Differential requirement of a distal regulatory region for pre-initiation complex formation at globin gene promoters

Although distal regulatory regions are frequent throughout the genome, the molecular mechanisms by which they act in a promoter-specific manner remain to be elucidated. The human β-globin locus constitutes an extremely well-established multigenic model to investigate this issue. In erythroid cells, the β-globin locus control region (LCR) exerts distal regulatory function by influencing local chromatin organization and inducing high-level expression of individual β-like globin genes. Moreover, in transgenic mice expressing the entire human β-globin locus, deletion of LCR-hypersensitive site 2 (HS2) can alter β-like globin gene expression. Here, we show that abnormal expression of human β-like globin genes in the absence of HS2 is associated with decreased efficacy of pre-initiation complex formation at the human ɛ- and γ-promoters, but not at the β-promoter.

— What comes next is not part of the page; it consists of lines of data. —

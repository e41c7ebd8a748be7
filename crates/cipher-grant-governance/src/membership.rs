//! DAO membership: tiers, voting weight and the member registry.

use crate::error::GovernanceError;
use cipher_grant_types::{Address, Amount, Timestamp};
use dashmap::mapref::entry::Entry;
use dashmap::DashMap;
use serde::{Deserialize, Serialize};
use std::fmt;
use std::str::FromStr;

/// Membership tier. Ordered from lowest to highest.
#[derive(Debug, Clone, Copy, PartialEq, Eq, PartialOrd, Ord, Hash, Serialize, Deserialize)]
#[serde(rename_all = "lowercase")]
pub enum Tier {
    Researcher,
    Scholar,
    Patron,
}

impl Tier {
    pub const ALL: [Tier; 3] = [Tier::Researcher, Tier::Scholar, Tier::Patron];

    /// Voting weight granted by this tier.
    pub fn voting_weight(&self) -> u64 {
        match self {
            Tier::Researcher => 1,
            Tier::Scholar => 5,
            Tier::Patron => 10,
        }
    }

    /// Fee paid into the treasury to hold this tier.
    pub fn membership_fee(&self) -> Amount {
        match self {
            Tier::Researcher => Amount::from_milli_eth(100),
            Tier::Scholar => Amount::from_milli_eth(500),
            Tier::Patron => Amount::from_milli_eth(2_000),
        }
    }

    pub fn as_str(&self) -> &'static str {
        match self {
            Tier::Researcher => "researcher",
            Tier::Scholar => "scholar",
            Tier::Patron => "patron",
        }
    }

    pub fn description(&self) -> &'static str {
        match self {
            Tier::Researcher => "Vote on proposals and submit research",
            Tier::Scholar => "Enhanced voting weight and proposal review",
            Tier::Patron => "Maximum voting weight and governance rights",
        }
    }
}

impl fmt::Display for Tier {
    fn fmt(&self, f: &mut fmt::Formatter<'_>) -> fmt::Result {
        f.write_str(self.as_str())
    }
}

impl FromStr for Tier {
    type Err = GovernanceError;

    fn from_str(s: &str) -> Result<Self, Self::Err> {
        match s.trim().to_ascii_lowercase().as_str() {
            "researcher" => Ok(Tier::Researcher),
            "scholar" => Ok(Tier::Scholar),
            "patron" => Ok(Tier::Patron),
            _ => Err(GovernanceError::InvalidTier(s.to_string())),
        }
    }
}

/// A registered DAO member.
#[derive(Debug, Clone, PartialEq, Serialize, Deserialize)]
pub struct Member {
    pub address: Address,
    pub tier: Tier,
    pub joined_at: Timestamp,
    pub upgraded_at: Option<Timestamp>,
}

impl Member {
    pub fn voting_weight(&self) -> u64 {
        self.tier.voting_weight()
    }
}

/// Result of a successful join request.
#[derive(Debug, Clone, PartialEq)]
pub enum JoinOutcome {
    /// First registration of the address.
    Joined { member: Member, fee: Amount },
    /// Existing member moved to a higher tier, paying the fee difference.
    Upgraded {
        member: Member,
        previous: Tier,
        fee: Amount,
    },
}

impl JoinOutcome {
    pub fn member(&self) -> &Member {
        match self {
            JoinOutcome::Joined { member, .. } | JoinOutcome::Upgraded { member, .. } => member,
        }
    }

    pub fn fee(&self) -> Amount {
        match self {
            JoinOutcome::Joined { fee, .. } | JoinOutcome::Upgraded { fee, .. } => *fee,
        }
    }
}

/// Registry of members keyed by address.
///
/// Each address has at most one record. A repeat join is only accepted when
/// it moves the member to a strictly higher tier.
#[derive(Debug, Default)]
pub struct MembershipLedger {
    members: DashMap<Address, Member>,
}

impl MembershipLedger {
    pub fn new() -> Self {
        Self::default()
    }

    /// Register `address` at `tier`.
    pub fn join(
        &self,
        address: Address,
        tier: Tier,
        at: Timestamp,
    ) -> Result<JoinOutcome, GovernanceError> {
        self.join_with(address, tier, at, |_| Ok(()))
    }

    /// Register `address` at `tier`, running `commit` while the address is
    /// locked and before the record becomes visible. An error from `commit`
    /// leaves the registry unchanged.
    pub fn join_with<F>(
        &self,
        address: Address,
        tier: Tier,
        at: Timestamp,
        commit: F,
    ) -> Result<JoinOutcome, GovernanceError>
    where
        F: FnOnce(&JoinOutcome) -> Result<(), GovernanceError>,
    {
        if address.is_zero() {
            return Err(GovernanceError::Validation(
                "zero address cannot join".to_string(),
            ));
        }

        match self.members.entry(address) {
            Entry::Vacant(slot) => {
                let member = Member {
                    address,
                    tier,
                    joined_at: at,
                    upgraded_at: None,
                };
                let outcome = JoinOutcome::Joined {
                    member: member.clone(),
                    fee: tier.membership_fee(),
                };
                commit(&outcome)?;
                slot.insert(member);
                Ok(outcome)
            }
            Entry::Occupied(mut slot) => {
                let current = slot.get().tier;
                if tier <= current {
                    return Err(GovernanceError::AlreadyMember(address));
                }
                let member = Member {
                    tier,
                    upgraded_at: Some(at),
                    ..slot.get().clone()
                };
                let outcome = JoinOutcome::Upgraded {
                    member: member.clone(),
                    previous: current,
                    fee: tier.membership_fee().saturating_sub(current.membership_fee()),
                };
                commit(&outcome)?;
                slot.insert(member);
                Ok(outcome)
            }
        }
    }

    /// Put a member record back as it was journaled.
    pub fn restore(&self, member: Member) {
        self.members.insert(member.address, member);
    }

    pub fn member(&self, address: &Address) -> Option<Member> {
        self.members.get(address).map(|m| m.value().clone())
    }

    pub fn is_member(&self, address: &Address) -> bool {
        self.members.contains_key(address)
    }

    /// Current voting weight of `address`.
    pub fn weight_of(&self, address: &Address) -> Result<u64, GovernanceError> {
        self.members
            .get(address)
            .map(|m| m.voting_weight())
            .ok_or(GovernanceError::NotAMember(*address))
    }

    /// Combined weight of every member.
    pub fn total_weight(&self) -> u64 {
        self.members.iter().map(|m| m.voting_weight()).sum()
    }

    /// All members, oldest first.
    pub fn members(&self) -> Vec<Member> {
        let mut members: Vec<Member> = self.members.iter().map(|m| m.value().clone()).collect();
        members.sort_by(|a, b| {
            a.joined_at
                .cmp(&b.joined_at)
                .then_with(|| a.address.cmp(&b.address))
        });
        members
    }

    pub fn count_by_tier(&self, tier: Tier) -> usize {
        self.members.iter().filter(|m| m.tier == tier).count()
    }

    pub fn len(&self) -> usize {
        self.members.len()
    }

    pub fn is_empty(&self) -> bool {
        self.members.is_empty()
    }
}

#[cfg(test)]
mod tests {
    use super::*;

    fn addr(n: u8) -> Address {
        Address::from_bytes([n; 20])
    }

    fn at(ms: u64) -> Timestamp {
        Timestamp::from_millis(ms)
    }

    #[test]
    fn test_tier_weights_and_fees() {
        assert_eq!(Tier::Researcher.voting_weight(), 1);
        assert_eq!(Tier::Scholar.voting_weight(), 5);
        assert_eq!(Tier::Patron.voting_weight(), 10);
        assert_eq!(Tier::Scholar.membership_fee(), Amount::from_milli_eth(500));
        assert!(Tier::Researcher < Tier::Patron);
    }

    #[test]
    fn test_tier_parse() {
        assert_eq!("Patron".parse::<Tier>().unwrap(), Tier::Patron);
        assert_eq!(" scholar ".parse::<Tier>().unwrap(), Tier::Scholar);
        assert!(matches!(
            "admin".parse::<Tier>(),
            Err(GovernanceError::InvalidTier(_))
        ));
    }

    #[test]
    fn test_join_and_weight() {
        let ledger = MembershipLedger::new();
        let outcome = ledger.join(addr(1), Tier::Scholar, at(10)).unwrap();
        assert!(matches!(outcome, JoinOutcome::Joined { .. }));
        assert_eq!(outcome.fee(), Amount::from_milli_eth(500));

        assert_eq!(ledger.weight_of(&addr(1)).unwrap(), 5);
        assert_eq!(
            ledger.weight_of(&addr(2)),
            Err(GovernanceError::NotAMember(addr(2)))
        );
    }

    #[test]
    fn test_rejoin_same_or_lower_tier_fails() {
        let ledger = MembershipLedger::new();
        ledger.join(addr(1), Tier::Scholar, at(1)).unwrap();

        assert_eq!(
            ledger.join(addr(1), Tier::Scholar, at(2)),
            Err(GovernanceError::AlreadyMember(addr(1)))
        );
        assert_eq!(
            ledger.join(addr(1), Tier::Researcher, at(3)),
            Err(GovernanceError::AlreadyMember(addr(1)))
        );
        assert_eq!(ledger.len(), 1);
        assert_eq!(ledger.member(&addr(1)).unwrap().tier, Tier::Scholar);
    }

    #[test]
    fn test_upgrade_pays_difference() {
        let ledger = MembershipLedger::new();
        ledger.join(addr(1), Tier::Researcher, at(1)).unwrap();
        let outcome = ledger.join(addr(1), Tier::Patron, at(5)).unwrap();

        match outcome {
            JoinOutcome::Upgraded { member, previous, fee } => {
                assert_eq!(previous, Tier::Researcher);
                assert_eq!(member.tier, Tier::Patron);
                assert_eq!(member.joined_at, at(1));
                assert_eq!(member.upgraded_at, Some(at(5)));
                assert_eq!(fee, Amount::from_milli_eth(1_900));
            }
            other => panic!("expected upgrade, got {:?}", other),
        }
        assert_eq!(ledger.total_weight(), 10);
    }

    #[test]
    fn test_failed_commit_leaves_ledger_unchanged() {
        let ledger = MembershipLedger::new();
        let result = ledger.join_with(addr(1), Tier::Patron, at(1), |_| {
            Err(GovernanceError::Storage("disk full".into()))
        });
        assert!(result.is_err());
        assert!(ledger.is_empty());
    }

    #[test]
    fn test_zero_address_rejected() {
        let ledger = MembershipLedger::new();
        assert!(matches!(
            ledger.join(Address::ZERO, Tier::Researcher, at(1)),
            Err(GovernanceError::Validation(_))
        ));
    }

    #[test]
    fn test_totals_and_ordering() {
        let ledger = MembershipLedger::new();
        ledger.join(addr(3), Tier::Patron, at(3)).unwrap();
        ledger.join(addr(1), Tier::Researcher, at(1)).unwrap();
        ledger.join(addr(2), Tier::Scholar, at(2)).unwrap();

        assert_eq!(ledger.total_weight(), 16);
        assert_eq!(ledger.count_by_tier(Tier::Scholar), 1);

        let order: Vec<Address> = ledger.members().into_iter().map(|m| m.address).collect();
        assert_eq!(order, vec![addr(1), addr(2), addr(3)]);
    }
}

This promoter-specific phenomenon is associated with reduced long-range interactions between the HS2-deleted LCR and human γ-promoters. We also find that HS2 is dispensable for high-level human β-gene transcription, whereas deletion of this hypersensitive site can alter locus chromatin organization; therefore the functions exerted by HS2 in transcriptional enhancement and locus chromatin organization are distinct. Overall, our data delineate one mechanism whereby a distal regulatory region provides promoter-specific transcriptional enhancement.